Commerce officials met with VeriSign
executives Monday evening and provided feedback on VeriSign's April
agreement with the Internet Corporation for Assigned Names and Numbers, or
Icann, the non-profit organization charged by the federal government with
overseeing the allocation of Web addresses.
"We have communicated our general thinking (to VeriSign), are pleased with the progress, and are
confident an agreement can be reached in the near-term," the department's
general counsel, Ted Kassinger, said in a prepared statement after the
meeting.
Before the meeting, a Commerce department spokesman said the department
had "concerns" about the proposed VeriSign-Icann agreement, but declined
to elaborate.
VeriSign spokesman Brian
O'Shaughnessy said none of the issues under discussion affect the "core
terms" of the proposed VeriSign-Icann agreement.
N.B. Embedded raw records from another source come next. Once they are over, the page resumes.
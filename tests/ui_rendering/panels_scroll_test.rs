use anyhow::Result;
use crossterm::event::KeyCode;

use crate::ui_rendering::common::{
    new_harness, press, region_text, scroll_down, scroll_up, submit_line, timeline_snapshot,
};

#[tokio::test]
async fn function_keys_toggle_the_students_table() -> Result<()> {
    let mut harness = new_harness("ui-students", 100, 30)?;
    assert_eq!(harness.regions()?.students, None);

    press(&mut harness, KeyCode::F(2)).await?;
    let students = harness.regions()?.students.expect("students panel");
    let text = region_text(&harness, students);
    assert!(text.contains("Alunos"));
    assert!(text.contains("name"));
    assert!(text.contains("Ana Souza"));
    assert!(text.contains("Bruno Lima"));
    assert!(text.contains("Nordeste"));

    press(&mut harness, KeyCode::F(2)).await?;
    assert_eq!(harness.regions()?.students, None);
    assert!(!harness.ui_state_view().show_students);

    Ok(())
}

#[tokio::test]
async fn courses_command_shows_the_courses_table() -> Result<()> {
    let mut harness = new_harness("ui-courses", 100, 30)?;

    submit_line(&mut harness, "/cursos").await?;

    assert!(harness.ui_state_view().show_courses);
    let courses = harness.regions()?.courses.expect("courses panel");
    let text = region_text(&harness, courses);
    assert!(text.contains("Cursos"));
    assert!(text.contains("duration_weeks"));
    assert!(text.contains("DevOps com AWS"));
    assert!(text.contains("intermediário"));
    assert!(harness.transcript().is_empty());

    Ok(())
}

#[tokio::test]
async fn page_keys_scroll_the_conversation() -> Result<()> {
    let mut harness = new_harness("ui-page-scroll", 80, 20)?;
    for i in 0..8 {
        submit_line(&mut harness, &format!("pergunta {i}")).await?;
    }

    let bottom = timeline_snapshot(&harness)?;
    assert!(bottom.contains("pergunta 7"));
    assert!(!bottom.contains("Bem-vindo(a)"));

    for _ in 0..30 {
        press(&mut harness, KeyCode::PageUp).await?;
    }
    assert!(harness.ui_state_view().scroll_from_bottom > 0);
    let top = timeline_snapshot(&harness)?;
    assert!(top.contains("Bem-vindo(a)"));
    assert!(!top.contains("pergunta 7"));

    for _ in 0..30 {
        press(&mut harness, KeyCode::PageDown).await?;
    }
    assert_eq!(harness.ui_state_view().scroll_from_bottom, 0);
    assert!(timeline_snapshot(&harness)?.contains("pergunta 7"));

    Ok(())
}

#[tokio::test]
async fn mouse_wheel_only_scrolls_inside_the_conversation() -> Result<()> {
    let mut harness = new_harness("ui-mouse-scroll", 80, 20)?;
    for i in 0..8 {
        submit_line(&mut harness, &format!("pergunta {i}")).await?;
    }
    let regions = harness.regions()?;

    scroll_up(&mut harness, regions.input.x + 1, regions.input.y + 1)?;
    assert_eq!(harness.ui_state_view().scroll_from_bottom, 0);

    scroll_up(&mut harness, regions.timeline.x + 1, regions.timeline.y + 1)?;
    assert_eq!(harness.ui_state_view().scroll_from_bottom, 3);

    scroll_down(&mut harness, regions.status.x + 1, regions.status.y)?;
    assert_eq!(harness.ui_state_view().scroll_from_bottom, 3);

    scroll_down(&mut harness, regions.timeline.x + 1, regions.timeline.y + 1)?;
    assert_eq!(harness.ui_state_view().scroll_from_bottom, 0);

    Ok(())
}

#[tokio::test]
async fn new_questions_jump_back_to_the_latest_turn() -> Result<()> {
    let mut harness = new_harness("ui-scroll-reset", 80, 20)?;
    for i in 0..6 {
        submit_line(&mut harness, &format!("pergunta {i}")).await?;
    }
    press(&mut harness, KeyCode::PageUp).await?;
    assert!(harness.ui_state_view().scroll_from_bottom > 0);

    submit_line(&mut harness, "última pergunta").await?;

    assert_eq!(harness.ui_state_view().scroll_from_bottom, 0);
    assert!(timeline_snapshot(&harness)?.contains("última pergunta"));

    Ok(())
}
"VeriSign and Icann are truly in
lock-step, and are extremely confident we'll get a favorable ruling," he
said.
Neither the Commerce Department nor VeriSign would disclose the issues that VeriSign must address in order to secure
Commerce's approval.
O'Shaughnessy, the VeriSign
spokesman, said any modifications to the proposed agreement with Icann
would be "minor."
Under the proposed VeriSign-Icann agreement, VeriSign would exclusively operate the central
database, or registry, of Internet addresses ending in .com through 2007.
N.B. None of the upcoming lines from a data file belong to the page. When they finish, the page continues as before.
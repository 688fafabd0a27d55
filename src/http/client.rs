use super::redact::truncate_for_log;
use crate::trace::SessionTrace;
use reqwest::header::HeaderMap;
use reqwest::{Client, Response};
use std::fmt;

const MAX_TRACE_BODY_CHARS: usize = 4_000;

#[derive(Clone)]
pub struct HttpClient {
    inner: Client,
    trace: Option<SessionTrace>,
}

impl fmt::Debug for HttpClient {
    fn fmt(&self, f: &mut fmt::Formatter<'_>) -> fmt::Result {
        f.debug_struct("HttpClient")
            .field("trace", &self.trace.as_ref().map(SessionTrace::file_path))
            .finish()
    }
}

impl HttpClient {
    pub fn new(inner: Client) -> Self {
        Self { inner, trace: None }
    }

    pub fn with_trace(mut self, trace: SessionTrace) -> Self {
        self.trace = Some(trace);
        self
    }

    /// Sends a POST and hands back the response with its body unread, so
    /// the caller can consume it as a stream.
    pub async fn post(
        &self,
        url: &str,
        headers: HeaderMap,
        body: Vec<u8>,
    ) -> Result<Response, reqwest::Error> {
        let body_text = truncate_for_log(&String::from_utf8_lossy(&body), MAX_TRACE_BODY_CHARS);
        let request = self.inner.post(url).headers(headers).body(body).build()?;
        if let Some(trace) = &self.trace {
            trace.log_http_request(
                request.method().as_str(),
                request.url().as_str(),
                request.headers(),
                &body_text,
            );
        }

        let response = match self.inner.execute(request).await {
            Ok(response) => response,
            Err(err) => {
                if let Some(trace) = &self.trace {
                    trace.log_http_error(&err.to_string());
                }
                return Err(err);
            }
        };

        if let Some(trace) = &self.trace {
            trace.log_http_response(response.status().as_u16(), response.headers());
        }

        Ok(response)
    }

    pub fn trace(&self) -> Option<&SessionTrace> {
        self.trace.as_ref()
    }
}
It would give up control of .org addresses in 2002 and open the .net
domain to competition in 2006.
A key provision of the proposal is that VeriSign wouldn't have to divest itself of either
its registry unit or retail address unit, Network Solutions. That modifies
a 1999 agreement with Icann, which required VeriSign to make such a divestiture in order to
keep control of all three domain names through 2007.
Under the 1999 agreement, VeriSign
had until May 10 to sell or spin off either its registry or Network
Solutions. Last month, the Commerce department extended the deadline to
May 31 to give it time to consider the proposal. VeriSign has indicated it would shed the Network
Solutions unit if the Commerce Department rejected the proposal.
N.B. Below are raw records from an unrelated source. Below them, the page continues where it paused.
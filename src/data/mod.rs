mod table;

pub use table::Table;

use std::fs::File;
use std::path::{Path, PathBuf};
use thiserror::Error;

pub const STUDENTS_FILE: &str = "alunos.csv";
pub const COURSES_FILE: &str = "cursos.csv";

#[derive(Debug, Error)]
pub enum DataError {
    #[error("unable to open {}: {source}", path.display())]
    Open {
        path: PathBuf,
        source: std::io::Error,
    },
    #[error("{file}: {source}")]
    Csv { file: String, source: csv::Error },
    #[error("{file}: missing required column '{column}'")]
    MissingColumn { file: String, column: &'static str },
    #[error("{file}: line {line}: invalid number '{value}' in column '{column}'")]
    InvalidNumber {
        file: String,
        line: usize,
        column: &'static str,
        value: String,
    },
}

#[derive(Debug, Clone, PartialEq)]
pub struct Student {
    pub name: String,
    pub current_job: Option<String>,
    pub region: Option<String>,
}

#[derive(Debug, Clone, PartialEq)]
pub struct Course {
    pub course_name: String,
    pub duration_weeks: Option<f64>,
    pub level: Option<String>,
}

/// Typed records plus the raw table they were read from. Columns that are not
/// part of the record types stay available through [`Dataset::table`].
#[derive(Debug, Clone, PartialEq)]
pub struct Dataset<T> {
    table: Table,
    records: Vec<T>,
}

impl<T> Dataset<T> {
    pub fn table(&self) -> &Table {
        &self.table
    }

    pub fn records(&self) -> &[T] {
        &self.records
    }
}

#[derive(Debug, Clone, PartialEq)]
pub struct Datasets {
    pub students: Dataset<Student>,
    pub courses: Dataset<Course>,
}

impl Datasets {
    pub fn load(data_dir: &Path) -> Result<Self, DataError> {
        let students = read_table(&data_dir.join(STUDENTS_FILE))?;
        let courses = read_table(&data_dir.join(COURSES_FILE))?;
        Self::from_tables(students, courses)
    }

    pub fn from_tables(students: Table, courses: Table) -> Result<Self, DataError> {
        Ok(Self {
            students: parse_students(students)?,
            courses: parse_courses(courses)?,
        })
    }

    #[cfg(any(test, feature = "test-support"))]
    pub fn from_csv_strs(students: &str, courses: &str) -> Result<Self, DataError> {
        let students = Table::from_csv_reader(students.as_bytes()).map_err(|source| {
            DataError::Csv {
                file: STUDENTS_FILE.to_string(),
                source,
            }
        })?;
        let courses = Table::from_csv_reader(courses.as_bytes()).map_err(|source| {
            DataError::Csv {
                file: COURSES_FILE.to_string(),
                source,
            }
        })?;
        Self::from_tables(students, courses)
    }
}

fn read_table(path: &Path) -> Result<Table, DataError> {
    let file = File::open(path).map_err(|source| DataError::Open {
        path: path.to_path_buf(),
        source,
    })?;
    Table::from_csv_reader(file).map_err(|source| DataError::Csv {
        file: file_label(path),
        source,
    })
}

fn file_label(path: &Path) -> String {
    path.file_name()
        .map(|name| name.to_string_lossy().into_owned())
        .unwrap_or_else(|| path.display().to_string())
}

fn parse_students(table: Table) -> Result<Dataset<Student>, DataError> {
    let name = required_column(&table, STUDENTS_FILE, "name")?;
    let current_job = required_column(&table, STUDENTS_FILE, "current_job")?;
    let region = required_column(&table, STUDENTS_FILE, "region")?;

    let records = (0..table.len())
        .map(|row| Student {
            name: table.cell(row, name).unwrap_or_default().to_string(),
            current_job: table.cell(row, current_job).map(ToOwned::to_owned),
            region: table.cell(row, region).map(ToOwned::to_owned),
        })
        .collect();

    Ok(Dataset { table, records })
}

fn parse_courses(table: Table) -> Result<Dataset<Course>, DataError> {
    let course_name = required_column(&table, COURSES_FILE, "course_name")?;
    let duration_weeks = required_column(&table, COURSES_FILE, "duration_weeks")?;
    let level = required_column(&table, COURSES_FILE, "level")?;

    let mut records = Vec::with_capacity(table.len());
    for row in 0..table.len() {
        let duration = match table.cell(row, duration_weeks) {
            Some(raw) => Some(raw.trim().parse::<f64>().map_err(|_| {
                DataError::InvalidNumber {
                    file: COURSES_FILE.to_string(),
                    // header is line 1
                    line: row + 2,
                    column: "duration_weeks",
                    value: raw.to_string(),
                }
            })?),
            None => None,
        };

        records.push(Course {
            course_name: table.cell(row, course_name).unwrap_or_default().to_string(),
            duration_weeks: duration,
            level: table.cell(row, level).map(ToOwned::to_owned),
        });
    }

    Ok(Dataset { table, records })
}

fn required_column(table: &Table, file: &str, column: &'static str) -> Result<usize, DataError> {
    table
        .column_index(column)
        .ok_or_else(|| DataError::MissingColumn {
            file: file.to_string(),
            column,
        })
}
VeriSign collects $6 annually for
each address in its registry, no matter which company sells the name at
the retail level.
-By Peter Loftus, Dow Jones Newswires; 201-938-5267;
peter.loftus@dowjones.com
Officials from the Commerce Department and VeriSign continued to negotiate Monday evening, a
person familiar with the matter said.
One outstanding issue is that Commerce wants to specify the precise
date by which VeriSign would divest
itself of the database for Web addresses ending in .org, this person said.
So far, VeriSign has publicly said it
would give up its lock on that domain sometime in 2002.
Commerce also wants to specify the date in 2006 when the database for
.net addresses would be re-opened to competition, the person said.